● Directions for this task
Say the number of lines in the records below that hold the word "tokio", and only that number.

● Recorded data
//! Fan-out collection of validator attestations.
//!
//! One collector serves both attestation kinds. A [`Fact`] says what to ask
//! and how to check an answer; an [`AttestationSink`] stores accepted
//! answers. Each validator is queried on its own task, and a failing
//! validator is logged and skipped so it never blocks the others.

use crate::attestation::crypto::PartySignature;
use crate::attestation::types::{BlockAttestation, NotarizationAttestation};
use crate::data_structures::{LedgerIdentity, SwapId, TxId, ValidatorIdentity};
use crate::error::SwapError;
use crate::network::{AttestationRequest, AttestationResponse, TransportError, ValidatorTransport};
use futures::future::join_all;
use log::{debug, info, warn};
use std::fmt::Debug;
use std::sync::Arc;
use std::time::Duration;

/// A statement validators are asked to sign.
pub trait Fact: Send + Sync + 'static {
    /// Key the accepted attestations are stored under.
    type Key: Clone + Debug + Send + Sync + 'static;
    type Attestation: Send + 'static;

    fn key(&self) -> Self::Key;

    fn request(&self) -> AttestationRequest;

    /// Checks a response from `validator` and extracts the attestation.
    /// Signatures are verified here, before anything is stored.
    fn accept(&self, validator: &ValidatorIdentity, response: AttestationResponse) -> Result<Self::Attestation, SwapError>;
}

pub trait AttestationSink<F: Fact>: Send + Sync + 'static {
    /// Stores an attestation. Returns false if this validator already has
    /// one under `key`; the first one stored is kept.
    fn store(&self, key: &F::Key, attestation: F::Attestation) -> bool;
}

#[derive(Clone, Copy, Debug, Default, PartialEq, Eq)]
pub struct CollectionReport {
    pub requested: usize,
    pub stored: usize,
    pub duplicates: usize,
    pub failed: usize,
}

enum Outcome {
    Stored,
    Duplicate,
    Failed,
}

pub struct AttestationCollector {
    requester: LedgerIdentity,
    transport: Arc<dyn ValidatorTransport>,
    timeout: Duration,
}

impl AttestationCollector {
    pub fn new(requester: LedgerIdentity, transport: Arc<dyn ValidatorTransport>, timeout: Duration) -> Self {
        AttestationCollector { requester, transport, timeout }
    }

    /// Queries every validator in `validators` about `fact`.
    ///
    /// Non-blocking mode returns once the requests are dispatched; results
    /// land in `sink` as they arrive. Blocking mode waits for every task or
    /// the timeout. A timeout returns [`SwapError::Timeout`] but does not
    /// cancel outstanding requests or discard what was stored.
    pub async fn collect<F, S>(
        &self,
        fact: Arc<F>,
        validators: &[ValidatorIdentity],
        sink: Arc<S>,
        blocking: bool,
    ) -> Result<CollectionReport, SwapError>
    where
        F: Fact,
        S: AttestationSink<F>,
    {
        let key = fact.key();
        let handles: Vec<_> = validators
            .iter()
            .cloned()
            .map(|validator| {
                let fact = Arc::clone(&fact);
                let sink = Arc::clone(&sink);
                let transport = Arc::clone(&self.transport);
                let requester = self.requester.clone();
                tokio::spawn(attest_one(fact, sink, transport, requester, validator))
            })
            .collect();

        let mut report = CollectionReport { requested: handles.len(), ..CollectionReport::default() };
        info!("[Collector] Requested attestations for {:?} from {} validators", key, report.requested);
        if !blocking {
            return Ok(report);
        }

        let outcomes = match tokio::time::timeout(self.timeout, join_all(handles)).await {
            Ok(outcomes) => outcomes,
            Err(_) => {
                warn!("[Collector] Collection for {:?} timed out after {:?}", key, self.timeout);
                return Err(SwapError::Timeout(self.timeout));
            }
        };
        for outcome in outcomes {
            match outcome {
                Ok(Outcome::Stored) => report.stored += 1,
                Ok(Outcome::Duplicate) => report.duplicates += 1,
                Ok(Outcome::Failed) => report.failed += 1,
                Err(e) => {
                    warn!("[Collector] Attestation task failed: {}", e);
                    report.failed += 1;
                }
            }
        }
        info!(
            "[Collector] {:?}: stored {}, duplicate {}, failed {}",
            key, report.stored, report.duplicates, report.failed
        );
        Ok(report)
    }
}

async fn attest_one<F, S>(
    fact: Arc<F>,
    sink: Arc<S>,
    transport: Arc<dyn ValidatorTransport>,
    requester: LedgerIdentity,
    validator: ValidatorIdentity,
) -> Outcome
where
    F: Fact,
    S: AttestationSink<F>,
{
    let response = match transport.request(&requester, &validator, fact.request()).await {
        Ok(response) => response,
        Err(e) => {
            let error = match e {
                TransportError::Unreachable(reason) => {
                    SwapError::AttestationSendFailure { validator: validator.to_string(), reason }
                }
                other => SwapError::AttestationReceiveFailure { validator: validator.to_string(), reason: other.to_string() },
            };
            warn!("[Collector] {}", error);
            return Outcome::Failed;
        }
    };

    let attestation = match fact.accept(&validator, response) {
        Ok(attestation) => attestation,
        Err(e) => {
            warn!("[Collector] {}", e);
            return Outcome::Failed;
        }
    };

    if sink.store(&fact.key(), attestation) {
        debug!("[Collector] Stored attestation from {}", validator);
        Outcome::Stored
    } else {
        debug!("[Collector] Ignored repeat attestation from {}", validator);
        Outcome::Duplicate
    }
}

fn invalid(validator: &ValidatorIdentity, reason: impl Into<String>) -> SwapError {
    SwapError::InvalidAttestation { validator: validator.to_string(), reason: reason.into() }
}

/// Receipts root of one Chain-B block.
#[derive(Clone, Debug)]
pub struct BlockFact {
    pub block_number: u64,
}

impl Fact for BlockFact {
    type Key = u64;
    type Attestation = BlockAttestation;

    fn key(&self) -> u64 {
        self.block_number
    }

    fn request(&self) -> AttestationRequest {
        AttestationRequest::Block { block_number: self.block_number }
    }

    fn accept(&self, validator: &ValidatorIdentity, response: AttestationResponse) -> Result<BlockAttestation, SwapError> {
        let attestation = match response {
            AttestationResponse::Block(attestation) => attestation,
            AttestationResponse::Notarization(_) => return Err(invalid(validator, "expected a block attestation")),
        };
        if &attestation.validator != validator {
            return Err(invalid(validator, format!("signed as {}", attestation.validator)));
        }
        if attestation.block_number != self.block_number {
            return Err(invalid(validator, format!("attests block {}", attestation.block_number)));
        }
        if !attestation.verify() {
            return Err(invalid(validator, "bad block attestation signature"));
        }
        Ok(attestation)
    }
}

/// Chain-B approval of a notarized draft transaction.
#[derive(Clone, Debug)]
pub struct NotarizationFact {
    pub tx_id: TxId,
    pub notary: LedgerIdentity,
    pub notary_signature: PartySignature,
}

impl Fact for NotarizationFact {
    type Key = SwapId;
    type Attestation = NotarizationAttestation;

    fn key(&self) -> SwapId {
        self.tx_id
    }

    fn request(&self) -> AttestationRequest {
        AttestationRequest::Notarization {
            tx_id: self.tx_id,
            notary: self.notary.clone(),
            notary_signature: self.notary_signature,
        }
    }

    fn accept(&self, validator: &ValidatorIdentity, response: AttestationResponse) -> Result<NotarizationAttestation, SwapError> {
        let attestation = match response {
            AttestationResponse::Notarization(attestation) => attestation,
            AttestationResponse::Block(_) => return Err(invalid(validator, "expected a notarization attestation")),
        };
        if &attestation.validator != validator {
            return Err(invalid(validator, format!("signed as {}", attestation.validator)));
        }
        if attestation.tx_id != self.tx_id {
            return Err(invalid(validator, format!("signed transaction {:?}", attestation.tx_id)));
        }
        if !attestation.verify() {
            return Err(invalid(validator, "signature does not recover to the validator address"));
        }
        Ok(attestation)
    }
}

● Finished task
2